*** Provided records Section Begins ***
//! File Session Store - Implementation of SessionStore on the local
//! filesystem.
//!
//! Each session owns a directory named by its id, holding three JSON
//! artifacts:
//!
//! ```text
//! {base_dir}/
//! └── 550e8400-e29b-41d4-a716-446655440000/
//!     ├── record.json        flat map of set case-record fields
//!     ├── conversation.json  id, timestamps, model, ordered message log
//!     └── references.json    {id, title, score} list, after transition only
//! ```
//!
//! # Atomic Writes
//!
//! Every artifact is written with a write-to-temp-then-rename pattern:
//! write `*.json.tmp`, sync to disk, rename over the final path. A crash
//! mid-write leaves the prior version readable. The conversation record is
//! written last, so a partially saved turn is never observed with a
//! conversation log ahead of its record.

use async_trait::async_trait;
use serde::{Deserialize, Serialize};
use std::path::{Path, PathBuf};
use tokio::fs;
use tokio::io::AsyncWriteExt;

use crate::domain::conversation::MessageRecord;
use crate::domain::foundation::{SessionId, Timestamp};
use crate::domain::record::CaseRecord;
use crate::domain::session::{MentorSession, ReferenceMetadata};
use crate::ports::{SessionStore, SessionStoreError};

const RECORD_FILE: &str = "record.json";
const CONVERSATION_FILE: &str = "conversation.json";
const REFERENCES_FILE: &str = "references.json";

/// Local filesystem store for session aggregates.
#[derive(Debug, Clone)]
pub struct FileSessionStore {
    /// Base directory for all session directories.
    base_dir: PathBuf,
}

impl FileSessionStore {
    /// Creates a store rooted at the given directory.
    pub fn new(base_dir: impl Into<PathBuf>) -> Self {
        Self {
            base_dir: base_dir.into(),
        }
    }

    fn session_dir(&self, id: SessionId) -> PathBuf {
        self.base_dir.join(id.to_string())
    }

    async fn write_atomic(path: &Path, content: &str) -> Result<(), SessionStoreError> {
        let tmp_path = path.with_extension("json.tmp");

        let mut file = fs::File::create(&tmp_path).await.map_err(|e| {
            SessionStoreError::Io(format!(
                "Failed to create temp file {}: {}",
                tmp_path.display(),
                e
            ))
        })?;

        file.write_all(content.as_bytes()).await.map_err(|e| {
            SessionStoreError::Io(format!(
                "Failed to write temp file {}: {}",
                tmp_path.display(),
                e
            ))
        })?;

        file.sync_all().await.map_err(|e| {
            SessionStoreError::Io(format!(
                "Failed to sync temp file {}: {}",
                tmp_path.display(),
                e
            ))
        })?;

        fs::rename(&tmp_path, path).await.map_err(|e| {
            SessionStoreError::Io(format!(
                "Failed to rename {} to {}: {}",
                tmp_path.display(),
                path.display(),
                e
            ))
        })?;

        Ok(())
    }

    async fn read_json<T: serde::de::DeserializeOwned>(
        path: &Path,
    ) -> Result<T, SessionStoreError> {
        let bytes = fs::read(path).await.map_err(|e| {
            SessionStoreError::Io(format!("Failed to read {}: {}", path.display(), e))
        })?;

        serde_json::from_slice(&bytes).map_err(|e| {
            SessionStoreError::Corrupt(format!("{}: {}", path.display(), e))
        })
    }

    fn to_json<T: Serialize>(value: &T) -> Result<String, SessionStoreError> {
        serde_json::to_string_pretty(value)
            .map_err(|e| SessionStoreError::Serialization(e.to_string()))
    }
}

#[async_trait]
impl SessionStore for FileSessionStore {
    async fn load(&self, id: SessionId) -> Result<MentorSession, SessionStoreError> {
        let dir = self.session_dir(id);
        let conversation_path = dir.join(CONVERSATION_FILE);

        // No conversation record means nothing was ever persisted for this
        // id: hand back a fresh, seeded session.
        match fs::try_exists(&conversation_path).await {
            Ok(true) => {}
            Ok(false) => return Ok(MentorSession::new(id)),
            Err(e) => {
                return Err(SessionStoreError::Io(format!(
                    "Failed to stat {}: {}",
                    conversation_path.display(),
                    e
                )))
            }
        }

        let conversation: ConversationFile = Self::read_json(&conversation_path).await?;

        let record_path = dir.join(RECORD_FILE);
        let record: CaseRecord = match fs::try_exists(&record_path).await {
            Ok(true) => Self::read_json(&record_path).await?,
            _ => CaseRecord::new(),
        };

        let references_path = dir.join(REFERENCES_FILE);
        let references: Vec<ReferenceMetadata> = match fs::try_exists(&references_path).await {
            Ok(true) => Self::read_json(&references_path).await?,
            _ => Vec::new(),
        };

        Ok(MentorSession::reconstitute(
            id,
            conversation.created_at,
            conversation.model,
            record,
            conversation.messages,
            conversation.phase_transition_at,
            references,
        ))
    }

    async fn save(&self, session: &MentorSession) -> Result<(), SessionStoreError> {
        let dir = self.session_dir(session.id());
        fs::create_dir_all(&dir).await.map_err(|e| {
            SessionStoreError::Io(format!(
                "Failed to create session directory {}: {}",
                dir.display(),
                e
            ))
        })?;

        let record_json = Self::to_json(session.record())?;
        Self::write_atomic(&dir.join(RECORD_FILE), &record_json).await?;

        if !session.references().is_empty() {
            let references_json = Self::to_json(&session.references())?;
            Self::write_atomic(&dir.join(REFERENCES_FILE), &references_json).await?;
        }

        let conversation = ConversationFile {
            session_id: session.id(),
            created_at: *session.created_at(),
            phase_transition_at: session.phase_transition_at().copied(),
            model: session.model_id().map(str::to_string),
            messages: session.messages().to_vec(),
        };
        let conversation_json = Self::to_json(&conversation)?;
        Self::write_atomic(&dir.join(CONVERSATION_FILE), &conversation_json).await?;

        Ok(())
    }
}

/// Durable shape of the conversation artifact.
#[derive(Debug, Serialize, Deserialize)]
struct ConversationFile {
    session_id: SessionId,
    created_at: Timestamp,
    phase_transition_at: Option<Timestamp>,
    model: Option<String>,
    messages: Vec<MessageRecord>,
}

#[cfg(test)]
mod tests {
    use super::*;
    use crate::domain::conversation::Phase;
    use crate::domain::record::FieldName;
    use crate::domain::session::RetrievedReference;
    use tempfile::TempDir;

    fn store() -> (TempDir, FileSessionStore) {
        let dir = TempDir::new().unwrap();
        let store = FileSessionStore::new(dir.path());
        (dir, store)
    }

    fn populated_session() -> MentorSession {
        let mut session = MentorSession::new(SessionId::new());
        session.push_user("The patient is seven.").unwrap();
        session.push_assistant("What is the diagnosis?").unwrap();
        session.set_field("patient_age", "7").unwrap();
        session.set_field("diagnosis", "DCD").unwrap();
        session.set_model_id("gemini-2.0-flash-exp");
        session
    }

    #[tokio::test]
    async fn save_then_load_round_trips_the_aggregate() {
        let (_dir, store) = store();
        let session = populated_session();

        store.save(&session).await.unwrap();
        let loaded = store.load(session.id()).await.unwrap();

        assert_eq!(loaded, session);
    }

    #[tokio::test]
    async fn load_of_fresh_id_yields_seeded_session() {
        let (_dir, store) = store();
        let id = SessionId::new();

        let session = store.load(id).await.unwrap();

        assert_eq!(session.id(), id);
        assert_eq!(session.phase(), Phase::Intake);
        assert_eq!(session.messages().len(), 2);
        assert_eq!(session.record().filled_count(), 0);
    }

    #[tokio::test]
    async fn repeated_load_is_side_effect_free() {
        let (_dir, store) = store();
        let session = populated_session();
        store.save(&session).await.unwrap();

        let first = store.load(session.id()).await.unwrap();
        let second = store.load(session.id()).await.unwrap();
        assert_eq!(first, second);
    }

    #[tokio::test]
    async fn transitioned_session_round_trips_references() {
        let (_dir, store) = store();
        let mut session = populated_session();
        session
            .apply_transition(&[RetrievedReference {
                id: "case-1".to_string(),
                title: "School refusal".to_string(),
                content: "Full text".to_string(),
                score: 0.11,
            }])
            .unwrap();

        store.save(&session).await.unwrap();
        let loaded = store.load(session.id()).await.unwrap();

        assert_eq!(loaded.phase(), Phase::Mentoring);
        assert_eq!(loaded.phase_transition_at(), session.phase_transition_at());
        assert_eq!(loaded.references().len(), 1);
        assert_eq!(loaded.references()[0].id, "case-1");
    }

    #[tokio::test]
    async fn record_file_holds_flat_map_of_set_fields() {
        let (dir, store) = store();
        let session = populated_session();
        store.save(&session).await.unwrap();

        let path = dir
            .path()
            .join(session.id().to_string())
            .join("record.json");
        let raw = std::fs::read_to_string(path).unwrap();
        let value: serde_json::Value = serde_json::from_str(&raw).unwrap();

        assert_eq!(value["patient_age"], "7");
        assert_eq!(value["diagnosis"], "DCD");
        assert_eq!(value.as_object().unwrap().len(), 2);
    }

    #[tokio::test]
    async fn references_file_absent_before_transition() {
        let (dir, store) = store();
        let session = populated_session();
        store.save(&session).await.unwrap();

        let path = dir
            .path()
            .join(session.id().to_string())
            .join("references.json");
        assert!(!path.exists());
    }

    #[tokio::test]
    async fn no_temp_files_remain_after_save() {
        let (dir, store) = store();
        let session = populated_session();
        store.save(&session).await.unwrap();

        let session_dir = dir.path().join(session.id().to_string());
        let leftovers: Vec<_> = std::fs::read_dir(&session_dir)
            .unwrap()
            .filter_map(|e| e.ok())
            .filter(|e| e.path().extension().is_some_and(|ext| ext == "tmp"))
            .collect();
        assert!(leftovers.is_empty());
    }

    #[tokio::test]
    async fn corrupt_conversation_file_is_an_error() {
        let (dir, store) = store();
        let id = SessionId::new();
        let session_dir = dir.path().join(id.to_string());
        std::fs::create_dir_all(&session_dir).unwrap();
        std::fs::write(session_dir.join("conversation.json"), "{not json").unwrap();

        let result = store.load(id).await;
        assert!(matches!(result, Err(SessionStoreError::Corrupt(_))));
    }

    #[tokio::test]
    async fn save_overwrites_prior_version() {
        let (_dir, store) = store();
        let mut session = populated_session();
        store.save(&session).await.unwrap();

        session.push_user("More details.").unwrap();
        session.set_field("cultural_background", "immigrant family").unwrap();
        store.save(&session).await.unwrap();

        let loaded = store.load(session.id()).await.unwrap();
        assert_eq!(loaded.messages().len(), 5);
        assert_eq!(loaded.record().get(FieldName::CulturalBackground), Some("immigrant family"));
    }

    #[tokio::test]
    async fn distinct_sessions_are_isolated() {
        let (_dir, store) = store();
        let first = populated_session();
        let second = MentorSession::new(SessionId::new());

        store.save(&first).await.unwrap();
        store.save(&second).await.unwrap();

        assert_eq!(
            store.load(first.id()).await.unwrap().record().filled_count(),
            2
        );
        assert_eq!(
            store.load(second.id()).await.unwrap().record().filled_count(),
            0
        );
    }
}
*** Provided records Section Ends ***
*** Provided records Section Begins ***
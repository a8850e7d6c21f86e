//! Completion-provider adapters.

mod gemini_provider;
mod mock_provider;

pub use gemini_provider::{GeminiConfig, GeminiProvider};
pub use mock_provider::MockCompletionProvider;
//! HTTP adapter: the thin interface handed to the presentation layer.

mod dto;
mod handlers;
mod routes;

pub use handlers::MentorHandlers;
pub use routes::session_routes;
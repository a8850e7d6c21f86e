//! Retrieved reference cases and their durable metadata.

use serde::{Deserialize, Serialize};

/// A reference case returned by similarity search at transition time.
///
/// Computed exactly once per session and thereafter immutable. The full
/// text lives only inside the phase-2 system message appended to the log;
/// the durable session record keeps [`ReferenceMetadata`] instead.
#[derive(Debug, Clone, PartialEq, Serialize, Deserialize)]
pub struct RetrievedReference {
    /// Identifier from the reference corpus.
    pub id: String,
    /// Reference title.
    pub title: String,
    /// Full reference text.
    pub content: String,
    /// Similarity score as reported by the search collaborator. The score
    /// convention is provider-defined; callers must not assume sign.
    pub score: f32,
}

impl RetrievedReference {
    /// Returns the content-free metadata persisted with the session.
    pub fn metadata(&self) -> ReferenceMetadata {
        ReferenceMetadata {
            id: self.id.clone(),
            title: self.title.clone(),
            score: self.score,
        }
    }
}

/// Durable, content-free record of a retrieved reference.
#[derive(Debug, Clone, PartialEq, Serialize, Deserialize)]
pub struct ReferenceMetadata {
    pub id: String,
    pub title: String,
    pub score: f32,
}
*** Provided records Section Ends ***
*** Provided records Section Begins ***
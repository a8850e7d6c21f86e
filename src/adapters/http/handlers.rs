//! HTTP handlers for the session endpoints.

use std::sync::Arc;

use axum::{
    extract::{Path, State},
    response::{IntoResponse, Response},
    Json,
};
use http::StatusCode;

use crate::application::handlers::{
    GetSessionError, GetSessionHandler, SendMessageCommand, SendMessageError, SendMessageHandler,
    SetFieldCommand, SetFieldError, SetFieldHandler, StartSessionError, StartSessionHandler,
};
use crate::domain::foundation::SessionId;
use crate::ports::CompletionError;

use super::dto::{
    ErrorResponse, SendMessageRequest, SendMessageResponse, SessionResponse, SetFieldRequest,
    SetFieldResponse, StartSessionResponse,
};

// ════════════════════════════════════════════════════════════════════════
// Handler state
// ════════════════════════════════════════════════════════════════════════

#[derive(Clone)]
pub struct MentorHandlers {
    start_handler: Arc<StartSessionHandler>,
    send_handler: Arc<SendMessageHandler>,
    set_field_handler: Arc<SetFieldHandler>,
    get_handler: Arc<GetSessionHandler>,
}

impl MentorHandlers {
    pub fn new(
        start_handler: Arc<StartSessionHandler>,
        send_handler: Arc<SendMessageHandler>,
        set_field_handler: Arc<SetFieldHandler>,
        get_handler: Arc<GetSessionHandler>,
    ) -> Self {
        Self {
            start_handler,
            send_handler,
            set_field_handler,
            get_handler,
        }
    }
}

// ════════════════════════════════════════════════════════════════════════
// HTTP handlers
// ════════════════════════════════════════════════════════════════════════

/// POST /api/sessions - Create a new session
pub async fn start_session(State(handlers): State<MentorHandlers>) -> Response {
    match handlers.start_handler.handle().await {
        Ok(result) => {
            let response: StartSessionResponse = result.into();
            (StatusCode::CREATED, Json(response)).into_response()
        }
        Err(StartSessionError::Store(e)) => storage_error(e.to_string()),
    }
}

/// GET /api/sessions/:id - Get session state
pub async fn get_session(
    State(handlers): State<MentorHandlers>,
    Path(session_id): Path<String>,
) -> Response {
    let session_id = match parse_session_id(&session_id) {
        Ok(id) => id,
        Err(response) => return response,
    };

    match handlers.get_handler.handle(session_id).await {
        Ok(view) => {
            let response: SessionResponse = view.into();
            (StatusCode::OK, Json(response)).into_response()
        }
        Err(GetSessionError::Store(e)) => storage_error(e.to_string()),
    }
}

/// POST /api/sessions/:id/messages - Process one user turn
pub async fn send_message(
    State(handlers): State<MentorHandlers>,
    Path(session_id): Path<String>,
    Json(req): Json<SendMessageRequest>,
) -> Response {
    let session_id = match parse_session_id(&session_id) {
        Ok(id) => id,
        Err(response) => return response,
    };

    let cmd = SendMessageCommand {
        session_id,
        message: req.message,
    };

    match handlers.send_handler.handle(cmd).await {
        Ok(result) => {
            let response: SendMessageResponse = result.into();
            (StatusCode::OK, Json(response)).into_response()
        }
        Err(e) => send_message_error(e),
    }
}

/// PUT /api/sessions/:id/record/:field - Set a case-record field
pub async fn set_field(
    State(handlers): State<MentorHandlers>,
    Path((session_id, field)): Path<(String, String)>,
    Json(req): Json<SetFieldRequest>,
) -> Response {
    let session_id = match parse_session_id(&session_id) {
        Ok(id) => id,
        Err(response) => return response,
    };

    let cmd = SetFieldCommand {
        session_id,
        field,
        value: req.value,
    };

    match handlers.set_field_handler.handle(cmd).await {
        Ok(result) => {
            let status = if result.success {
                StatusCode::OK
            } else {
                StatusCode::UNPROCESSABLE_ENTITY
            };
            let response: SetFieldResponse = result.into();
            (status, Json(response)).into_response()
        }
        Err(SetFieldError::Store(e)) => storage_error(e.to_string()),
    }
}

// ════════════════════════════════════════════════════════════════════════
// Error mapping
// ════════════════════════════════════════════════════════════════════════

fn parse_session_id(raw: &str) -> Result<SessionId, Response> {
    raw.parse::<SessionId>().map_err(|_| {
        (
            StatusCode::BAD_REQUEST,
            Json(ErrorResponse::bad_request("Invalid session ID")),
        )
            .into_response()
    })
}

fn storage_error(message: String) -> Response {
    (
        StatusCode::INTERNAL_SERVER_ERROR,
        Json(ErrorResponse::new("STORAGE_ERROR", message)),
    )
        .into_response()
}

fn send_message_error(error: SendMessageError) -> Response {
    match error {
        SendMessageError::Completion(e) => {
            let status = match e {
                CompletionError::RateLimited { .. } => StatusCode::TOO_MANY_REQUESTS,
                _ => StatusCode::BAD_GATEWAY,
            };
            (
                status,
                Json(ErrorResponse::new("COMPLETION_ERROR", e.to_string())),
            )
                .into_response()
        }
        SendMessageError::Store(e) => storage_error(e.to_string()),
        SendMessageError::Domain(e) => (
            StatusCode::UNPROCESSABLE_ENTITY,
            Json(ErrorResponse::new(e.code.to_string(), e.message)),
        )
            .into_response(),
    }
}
*** Provided records Section Ends ***
Your answer should be a single number: how many lines in the listing above contain "StartSessionHandler"?

3